Only problem is that now, my wardrobe is full of expensive flattering clothes that don't fit my personality with some unflattering clothes chucked in that don't suit my body shape at all. I'm really into the Californian summery fashion with oversized, baggy clothes, bold prints, and cutouts or boho-style but they don't show any of my shape so make me look fatter and would look better on a slim girl without shape. The majority of my clothes are sort of 'posh' and the type of stuff you actually have to iron and look after but they're too stuck-up for my liking. Sure, I look good in them, but I also feel like it gives me the image of the girl who goes on a snow holiday to be fashionable and look good or a sunny holiday to just tan whereas I'm really outdoorsy, pretty much the opposite and can't stand those types of people -.-
My sister has a completely different figure to me, she's slim, extremely attractive and doesn't have much shape at all but she looks gorgeous in the clothes that I love and buy for myself but never wear because I'm not confident in them.
Even my freaking hairstyle doesn't fit my personality. It's just the most flattering for my awkward features and fat face but it's waaaay too high-maintenance for what I actually want. Plus it's too thick and annoying to do the hairstyles I like (messy braids and loose, beachy waves etc.)
I just feel like I'm presenting a fake version of myself to the world because I'm hiding behind what looks good when it doesn't actually reflect what I want to present. I have a ****ty confidence but the only way to change that is impossible because I'd only be comfortable in a skinny, shapeless, petite body which I clearly don't have.

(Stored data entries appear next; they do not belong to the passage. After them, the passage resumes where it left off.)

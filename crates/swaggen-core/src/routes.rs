//! Route grouping and endpoint naming.
//!
//! Routes are bucketed by the path segment right after the API base path,
//! and every (path, verb) pair inside a bucket gets a stable identifier.

use std::collections::HashMap;

use indexmap::IndexMap;
use serde::Serialize;

use crate::openapi::{HttpMethod, Operation, ParamLocation, Route};
use crate::utils::{path_param_name, path_segments, to_lower_camel_case, to_upper_camel_case};

/// Bucket for paths too short to have a group segment
pub const FALLBACK_GROUP: &str = "api";

/// Query parameters that mark a paginated list endpoint
pub const LIST_MARKERS: [&str; 5] = ["limit", "page", "page_size", "offset", "cursor"];

/// One operation's identity inside a group
#[derive(Debug, Clone, PartialEq, Eq, Hash, PartialOrd, Ord, Serialize)]
pub struct EndpointKey {
    pub path: String,
    pub method: HttpMethod,
}

impl EndpointKey {
    pub fn new(path: impl Into<String>, method: HttpMethod) -> Self {
        Self {
            path: path.into(),
            method,
        }
    }
}

/// Operations sharing a group segment, keyed by (path, verb)
#[derive(Debug, Clone, PartialEq)]
pub struct RouteGroup {
    pub key: String,
    pub entries: IndexMap<EndpointKey, Operation>,
}

pub type RouteGroups = IndexMap<String, RouteGroup>;

/// The grouping segment of `path`: segment `1 + depth` of the `/`-split path
pub fn group_key(path: &str, depth: usize) -> String {
    path.split('/')
        .nth(1 + depth)
        .map(|segment| path_param_name(segment).unwrap_or(segment))
        .filter(|segment| !segment.is_empty())
        .unwrap_or(FALLBACK_GROUP)
        .to_string()
}

/// Group routes by their grouping segment, preserving declaration order.
pub fn group(routes: &[Route], depth: usize) -> RouteGroups {
    let mut groups = RouteGroups::new();
    for route in routes {
        let key = group_key(&route.path, depth);
        let group = groups.entry(key.clone()).or_insert_with(|| RouteGroup {
            key,
            entries: IndexMap::new(),
        });
        for (method, operation) in &route.operations {
            group
                .entries
                .insert(EndpointKey::new(route.path.clone(), *method), operation.clone());
        }
    }
    log::info!("Grouped {} routes into {} groups", routes.len(), groups.len());
    groups
}

/// Path segments after the API base path
pub fn relative_segments<'p>(path: &'p str, base_path: &str) -> Vec<&'p str> {
    let segments: Vec<&str> = path_segments(path).collect();
    let base: Vec<&str> = path_segments(base_path).collect();
    if !base.is_empty() && segments.len() >= base.len() && segments[..base.len()] == base[..] {
        segments[base.len()..].to_vec()
    } else {
        segments
    }
}

/// `/api/leads/{id}` to `/api/leads/${id}`
pub fn url_template(path: &str) -> String {
    path.replace('{', "${")
}

/// Everything the namer looks at
#[derive(Debug, Clone)]
pub struct NamingInput<'a> {
    pub path: &'a str,
    pub method: HttpMethod,
    pub summary: Option<&'a str>,
    pub query_params: Vec<&'a str>,
    pub path_params: Vec<&'a str>,
    pub base_path: &'a str,
}

impl<'a> NamingInput<'a> {
    pub fn from_operation(
        key: &'a EndpointKey,
        operation: &'a Operation,
        base_path: &'a str,
    ) -> Self {
        Self {
            path: &key.path,
            method: key.method,
            summary: operation.summary.as_deref(),
            query_params: operation
                .params_in(ParamLocation::Query)
                .map(|p| p.name.as_str())
                .collect(),
            path_params: operation
                .params_in(ParamLocation::Path)
                .map(|p| p.name.as_str())
                .collect(),
            base_path,
        }
    }

    /// Paginated query parameters or a literal `list` segment
    pub fn is_list(&self) -> bool {
        self.method == HttpMethod::Get
            && (self.query_params.iter().any(|q| LIST_MARKERS.contains(q))
                || relative_segments(self.path, self.base_path)
                    .iter()
                    .any(|s| s.eq_ignore_ascii_case("list")))
    }
}

/// Derive an endpoint identifier.
///
/// First match wins: the summary, camel-cased; otherwise a name built from
/// the operation's shape (list, single-resource GET, mutation, plain path).
/// The verb is always appended, so two verbs on one path never collide.
pub fn name_endpoint(input: &NamingInput<'_>) -> String {
    let from_summary = input.summary.map(to_lower_camel_case).filter(|s| !s.is_empty());
    let base = from_summary
        .or_else(|| shape_name(input))
        .unwrap_or_else(|| "endpoint".to_string());
    format!("{}{}", base, input.method.suffix())
}

fn shape_name(input: &NamingInput<'_>) -> Option<String> {
    let segments = relative_segments(input.path, input.base_path);
    let literals: Vec<&str> = segments
        .iter()
        .copied()
        .filter(|s| path_param_name(s).is_none())
        .collect();
    let resource = to_upper_camel_case(literals.first().copied().unwrap_or_default());
    let has_path_params = segments.iter().any(|s| path_param_name(s).is_some())
        || !input.path_params.is_empty();

    let name = if input.is_list() {
        format!("list{}", resource)
    } else if input.method == HttpMethod::Get && has_path_params {
        let composed: String = segments
            .iter()
            .map(|s| to_upper_camel_case(path_param_name(s).unwrap_or(s)))
            .collect();
        format!("get{}", composed)
    } else if input.method.is_mutation() {
        mutation_name(input, &segments, &literals, &resource)
    } else {
        plain_name(&literals)
    };

    (!name.is_empty()).then_some(name)
}

/// Literal segments joined as lowerCamel: `/users/me` gives `usersMe`
fn plain_name(literals: &[&str]) -> String {
    to_lower_camel_case(&literals.join("_"))
}

fn mutation_name(
    input: &NamingInput<'_>,
    segments: &[&str],
    literals: &[&str],
    resource: &str,
) -> String {
    let params: String = segments
        .iter()
        .filter_map(|s| path_param_name(s))
        .map(to_upper_camel_case)
        .collect();

    // `/transactions/{id}/void` names the action `void`
    if let [_, .., last] = literals {
        if !last.starts_with(|c: char| c.is_ascii_digit()) {
            return format!("{}{}{}", to_lower_camel_case(last), resource, params);
        }
    }
    match input.method {
        HttpMethod::Post if literals.len() == 1 => format!("insert{}", resource),
        HttpMethod::Put | HttpMethod::Patch => format!("update{}{}", resource, params),
        HttpMethod::Delete => format!("delete{}{}", resource, params),
        _ => plain_name(literals),
    }
}

/// Name every endpoint of a group; residual clashes get `2`, `3`, ... in
/// (path, verb) order.
pub fn assign_names(group: &RouteGroup, base_path: &str) -> IndexMap<EndpointKey, String> {
    let mut seen: HashMap<String, usize> = HashMap::new();
    let mut names = IndexMap::new();
    for (key, operation) in &group.entries {
        let name = name_endpoint(&NamingInput::from_operation(key, operation, base_path));
        let count = seen.entry(name.clone()).or_insert(0);
        *count += 1;
        let unique = if *count == 1 {
            name
        } else {
            log::debug!("{} {}: name {} already used in group {}", key.method, key.path, name, group.key);
            format!("{}{}", name, count)
        };
        names.insert(key.clone(), unique);
    }
    names
}

#[cfg(test)]
mod tests {
    use super::*;
    use crate::openapi::OpenApiContext;
    use serde_json::json;

    fn input<'a>(path: &'a str, method: HttpMethod, query: Vec<&'a str>) -> NamingInput<'a> {
        let path_params = path_segments(path).filter_map(path_param_name).collect();
        NamingInput {
            path,
            method,
            summary: None,
            query_params: query,
            path_params,
            base_path: "api",
        }
    }

    #[test]
    fn test_group_key() {
        assert_eq!(group_key("/api/leads/{id}", 1), "leads");
        assert_eq!(group_key("/api/v1/leads", 2), "leads");
        assert_eq!(group_key("/api", 1), FALLBACK_GROUP);
        assert_eq!(group_key("/api/", 1), FALLBACK_GROUP);
        assert_eq!(group_key("/{tenant}/users", 0), "tenant");
    }

    #[test]
    fn test_group_keeps_every_verb() {
        let spec = OpenApiContext::new(json!({
            "paths": {
                "/api/widgets/{id}": {
                    "get": { "responses": {} },
                    "patch": { "responses": {} }
                },
                "/api/widgets": { "get": { "responses": {} } }
            }
        }));
        let groups = group(&spec.normalize().routes, 1);
        let widgets = &groups["widgets"];
        assert_eq!(widgets.entries.len(), 3);
        assert!(widgets.entries.contains_key(&EndpointKey::new("/api/widgets/{id}", HttpMethod::Get)));
        assert!(widgets.entries.contains_key(&EndpointKey::new("/api/widgets/{id}", HttpMethod::Patch)));
    }

    #[test]
    fn test_list_detection_and_naming() {
        let leads = input("/api/leads", HttpMethod::Get, vec!["limit", "page"]);
        assert!(leads.is_list());
        assert_eq!(name_endpoint(&leads), "listLeadsGet");

        let explicit = input("/api/leads/list", HttpMethod::Get, vec![]);
        assert!(explicit.is_list());

        let create = input("/api/leads", HttpMethod::Post, vec!["limit"]);
        assert!(!create.is_list());
    }

    #[test]
    fn test_single_resource_get() {
        let get = input("/api/users/{username}", HttpMethod::Get, vec![]);
        assert_eq!(name_endpoint(&get), "getUsersUsernameGet");
        let nested = input("/api/leads/{lead_id}/notes", HttpMethod::Get, vec![]);
        assert_eq!(name_endpoint(&nested), "getLeadsLeadIdNotesGet");
        let me = input("/api/users/me", HttpMethod::Get, vec![]);
        assert!(!me.is_list());
        assert_eq!(name_endpoint(&me), "usersMeGet");
    }

    #[test]
    fn test_plain_collection_get() {
        let leads = input("/api/leads", HttpMethod::Get, vec![]);
        assert!(!leads.is_list());
        assert_eq!(name_endpoint(&leads), "leadsGet");

        let filtered = input("/api/pet/findByStatus", HttpMethod::Get, vec!["status"]);
        assert!(!filtered.is_list());
        assert_eq!(name_endpoint(&filtered), "petFindByStatusGet");

        let root = input("/api", HttpMethod::Get, vec![]);
        assert_eq!(name_endpoint(&root), "endpointGet");
    }

    #[test]
    fn test_mutation_names() {
        assert_eq!(
            name_endpoint(&input("/api/leads", HttpMethod::Post, vec![])),
            "insertLeadsPost"
        );
        assert_eq!(
            name_endpoint(&input("/api/leads/{lead_id}", HttpMethod::Patch, vec![])),
            "updateLeadsLeadIdPatch"
        );
        assert_eq!(
            name_endpoint(&input("/api/leads/{lead_id}", HttpMethod::Delete, vec![])),
            "deleteLeadsLeadIdDelete"
        );
        assert_eq!(
            name_endpoint(&input("/api/transactions/{id}/void", HttpMethod::Post, vec![])),
            "voidTransactionsIdPost"
        );
        assert_eq!(
            name_endpoint(&input("/api/users/{username}/change-password", HttpMethod::Put, vec![])),
            "changePasswordUsersUsernamePut"
        );
    }

    #[test]
    fn test_summary_and_verb_uniqueness() {
        let mut get = input("/api/widgets/{id}", HttpMethod::Get, vec![]);
        let patch = input("/api/widgets/{id}", HttpMethod::Patch, vec![]);
        assert_ne!(name_endpoint(&get), name_endpoint(&patch));

        get.summary = Some("Fetch one widget");
        assert_eq!(name_endpoint(&get), "fetchOneWidgetGet");
        get.summary = Some("!!!");
        assert_eq!(name_endpoint(&get), "getWidgetsIdGet");
    }

    #[test]
    fn test_assign_names_deduplicates() {
        let spec = OpenApiContext::new(json!({
            "paths": {
                "/api/reports/a": { "get": { "summary": "Run report", "responses": {} } },
                "/api/reports/b": { "get": { "summary": "Run report", "responses": {} } }
            }
        }));
        let groups = group(&spec.normalize().routes, 1);
        let names: Vec<String> = assign_names(&groups["reports"], "api").into_values().collect();
        assert_eq!(names, vec!["runReportGet".to_string(), "runReportGet2".to_string()]);
    }

    #[test]
    fn test_relative_segments_and_url_template() {
        assert_eq!(relative_segments("/api/v1/leads", "api/v1"), vec!["leads"]);
        assert_eq!(relative_segments("/health", "api"), vec!["health"]);
        assert_eq!(url_template("/api/leads/{lead_id}"), "/api/leads/${lead_id}");
    }
}
//! Configuration management for swaggen code generation.
//!
//! This module defines the `Config` struct and related functionality for managing
//! code generation settings. The configuration can be loaded from a YAML file,
//! created programmatically, or assembled from command-line arguments.
//!
//! # Examples
//!
//! ```no_run
//! use swaggen_core::config::{ArtifactKind, Config};
//!
//! // Create a new config programmatically
//! let mut config = Config::new("openapi.json", "src/api");
//! config.exclude.push(ArtifactKind::Slices);
//! config.validate().unwrap();
//! ```

// Internal imports (std, crate)
use std::fmt;
use std::path::Path;
use std::str::FromStr;

// External imports (alphabetized)
use regex::{Regex, RegexBuilder};
use serde::{Deserialize, Deserializer, Serialize};
use serde_value::Value as SerdeValue;
use tokio::fs;

use crate::error::Error;

/// Configuration for a swaggen generation run
#[derive(Debug, Clone, Serialize, Deserialize)]
pub struct Config {
    /// File path or http(s) URL of the specification document
    #[serde(default = "default_spec_location")]
    pub spec_location: String,

    /// Output directory for generated code
    #[serde(default = "default_output_dir")]
    pub output_dir: String,

    /// Base path prefix shared by every route (e.g. `api` or `api/v1`)
    #[serde(default = "default_api_base_path")]
    pub api_base_path: String,

    /// Emit `@/api/...` style imports instead of relative ones
    #[serde(default)]
    pub alias_imports: bool,

    /// Module prefix used when `alias_imports` is set
    #[serde(default = "default_alias_root")]
    pub alias_root: String,

    /// Artifact kinds to skip
    #[serde(default)]
    pub exclude: Vec<ArtifactKind>,

    /// Remove the output directory before writing
    #[serde(default)]
    pub clean: bool,

    /// Optional directory with `.tera` files overriding the built-in templates
    #[serde(default)]
    pub template_dir: Option<String>,

    /// Ordered name heuristics used to place schemas into domains
    #[serde(default = "default_domain_patterns")]
    pub domain_patterns: Vec<DomainPattern>,

    /// Shell commands run in the output directory after writing
    #[serde(default, deserialize_with = "deserialize_commands")]
    pub post_generate: Vec<String>,
}

impl Default for Config {
    fn default() -> Self {
        Self::new(default_spec_location(), default_output_dir())
    }
}

impl Config {
    /// Create a new Config with default values
    pub fn new(spec_location: impl Into<String>, output_dir: impl Into<String>) -> Self {
        Self {
            spec_location: spec_location.into(),
            output_dir: output_dir.into(),
            api_base_path: default_api_base_path(),
            alias_imports: false,
            alias_root: default_alias_root(),
            exclude: Vec::new(),
            clean: false,
            template_dir: None,
            domain_patterns: default_domain_patterns(),
            post_generate: Vec::new(),
        }
    }

    /// Load configuration from a file
    pub async fn from_file<P: AsRef<Path>>(path: P) -> crate::Result<Self> {
        let content = fs::read_to_string(path).await?;
        let config = serde_yaml::from_str(&content)?;
        Ok(config)
    }

    /// Save configuration to a file
    pub async fn save<P: AsRef<Path>>(&self, path: P) -> crate::Result<()> {
        let content = serde_yaml::to_string(self)?;
        fs::write(path, content).await?;
        Ok(())
    }

    /// Whether the given artifact kind should be emitted
    pub fn is_enabled(&self, kind: ArtifactKind) -> bool {
        !self.exclude.contains(&kind)
    }

    /// Base path with surrounding slashes removed
    pub fn base_path(&self) -> &str {
        self.api_base_path.trim_matches('/')
    }

    /// Number of path segments in the base path; this is the grouping depth
    pub fn grouping_depth(&self) -> usize {
        self.base_path()
            .split('/')
            .filter(|s| !s.is_empty())
            .count()
    }

    /// Reject contradictory settings before any generation work starts.
    pub fn validate(&self) -> crate::Result<()> {
        let excluded = |k| !self.is_enabled(k);

        if excluded(ArtifactKind::Services) {
            for dependent in [ArtifactKind::Thunks, ArtifactKind::Hooks] {
                if self.is_enabled(dependent) {
                    return Err(Error::config(format!(
                        "cannot exclude services while {} are generated; exclude {} as well",
                        dependent, dependent
                    )));
                }
            }
        }
        if excluded(ArtifactKind::Thunks) && self.is_enabled(ArtifactKind::Hooks) {
            return Err(Error::config(
                "cannot exclude thunks while hooks are generated; exclude hooks as well",
            ));
        }
        if self.clean && self.output_dir.trim().is_empty() {
            return Err(Error::config("clean requires a non-empty output directory"));
        }
        for pattern in &self.domain_patterns {
            pattern.compile()?;
        }
        Ok(())
    }
}

fn default_spec_location() -> String {
    "http://localhost:8000/swagger.json".to_string()
}

fn default_output_dir() -> String {
    "src/api".to_string()
}

fn default_api_base_path() -> String {
    "api".to_string()
}

fn default_alias_root() -> String {
    "@/api".to_string()
}

/// The kinds of generated artifact a run can produce
#[derive(Debug, Clone, Copy, PartialEq, Eq, Hash, PartialOrd, Ord, Serialize, Deserialize)]
#[serde(rename_all = "lowercase")]
pub enum ArtifactKind {
    Models,
    Services,
    Thunks,
    Slices,
    Params,
    Tags,
    Hooks,
    Store,
}

impl ArtifactKind {
    /// Returns an iterator over all artifact kinds, in emission order
    pub fn all() -> impl Iterator<Item = Self> {
        [
            Self::Models,
            Self::Params,
            Self::Services,
            Self::Thunks,
            Self::Slices,
            Self::Tags,
            Self::Hooks,
            Self::Store,
        ]
        .into_iter()
    }

    /// Returns the lowercase name of the kind
    pub fn as_str(&self) -> &'static str {
        match self {
            Self::Models => "models",
            Self::Services => "services",
            Self::Thunks => "thunks",
            Self::Slices => "slices",
            Self::Params => "params",
            Self::Tags => "tags",
            Self::Hooks => "hooks",
            Self::Store => "store",
        }
    }
}

impl FromStr for ArtifactKind {
    type Err = Error;

    fn from_str(s: &str) -> Result<Self, Self::Err> {
        match s.trim().to_lowercase().as_str() {
            "models" => Ok(Self::Models),
            "services" => Ok(Self::Services),
            "thunks" => Ok(Self::Thunks),
            "slices" => Ok(Self::Slices),
            "params" => Ok(Self::Params),
            "tags" => Ok(Self::Tags),
            "hooks" => Ok(Self::Hooks),
            "store" => Ok(Self::Store),
            other => Err(Error::config(format!("unknown artifact kind: {}", other))),
        }
    }
}

impl fmt::Display for ArtifactKind {
    fn fmt(&self, f: &mut fmt::Formatter<'_>) -> fmt::Result {
        f.write_str(self.as_str())
    }
}

/// One name heuristic: schema names matching `pattern` land in `domain`.
///
/// A `domain` of `$1` takes the first capture group instead of a literal tag.
#[derive(Debug, Clone, PartialEq, Eq, Serialize, Deserialize)]
pub struct DomainPattern {
    pub pattern: String,
    pub domain: String,
}

impl DomainPattern {
    pub fn new(pattern: impl Into<String>, domain: impl Into<String>) -> Self {
        Self {
            pattern: pattern.into(),
            domain: domain.into(),
        }
    }

    /// Compile the pattern, case-insensitively
    pub fn compile(&self) -> crate::Result<Regex> {
        RegexBuilder::new(&self.pattern)
            .case_insensitive(true)
            .build()
            .map_err(|e| Error::config(format!("invalid domain pattern '{}': {}", self.pattern, e)))
    }
}

/// The built-in name heuristics for FastAPI-style mangled schema names.
pub fn default_domain_patterns() -> Vec<DomainPattern> {
    vec![
        DomainPattern::new(r"^app__schemas__([a-z_]+?)_schemas__", "$1"),
        DomainPattern::new(r"^App_schemas_([a-z]+?)Schemas_", "$1"),
    ]
}

/// Accept either a single command or a list of commands
fn deserialize_commands<'de, D>(deserializer: D) -> Result<Vec<String>, D::Error>
where
    D: Deserializer<'de>,
{
    let value = SerdeValue::deserialize(deserializer)?;

    match value {
        SerdeValue::String(s) => Ok(vec![s]),
        SerdeValue::Unit | SerdeValue::Option(None) => Ok(Vec::new()),
        SerdeValue::Seq(seq) => {
            let mut result = Vec::new();
            for item in seq {
                if let SerdeValue::String(s) = item {
                    result.push(s);
                } else {
                    return Err(serde::de::Error::custom(
                        "Expected string or array of strings",
                    ));
                }
            }
            Ok(result)
        }
        _ => Err(serde::de::Error::custom(
            "Expected string or array of strings",
        )),
    }
}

I just don't know what to do because I feel like I'm wasting my parent's money. I do wear the expensive/flattering stuff but I keep buying accessories etc. that suit my personality (recent ones include a beige backpack covered in swallows ad a scruffy silver feather necklace) but don't match my wardrobe and don't really fit my body-type :/ It's so frustrating feeling like I can't express myself because of my body-type and confidence.
Food wise and excersise could help, strength training and cardio would help lower your BF% and give you that "toned look" You've got to really want it though, as the motivation needs to come from you Check out the sub forum on here and have a google. I used to hate working out until I found stuff I liked Personally I found this helped my personal view of my own body.
Secondly, your hair. Seriously do what you want. Try new things. Your hair grows, if you end up deciding you hate it try something new!
And your clothes, you need to stop worrying about what other people think so much. Its making you unhappy, so start thinking about what you want. I imagine these clothes look better than you think just because you've got such a negative opinion of yourself!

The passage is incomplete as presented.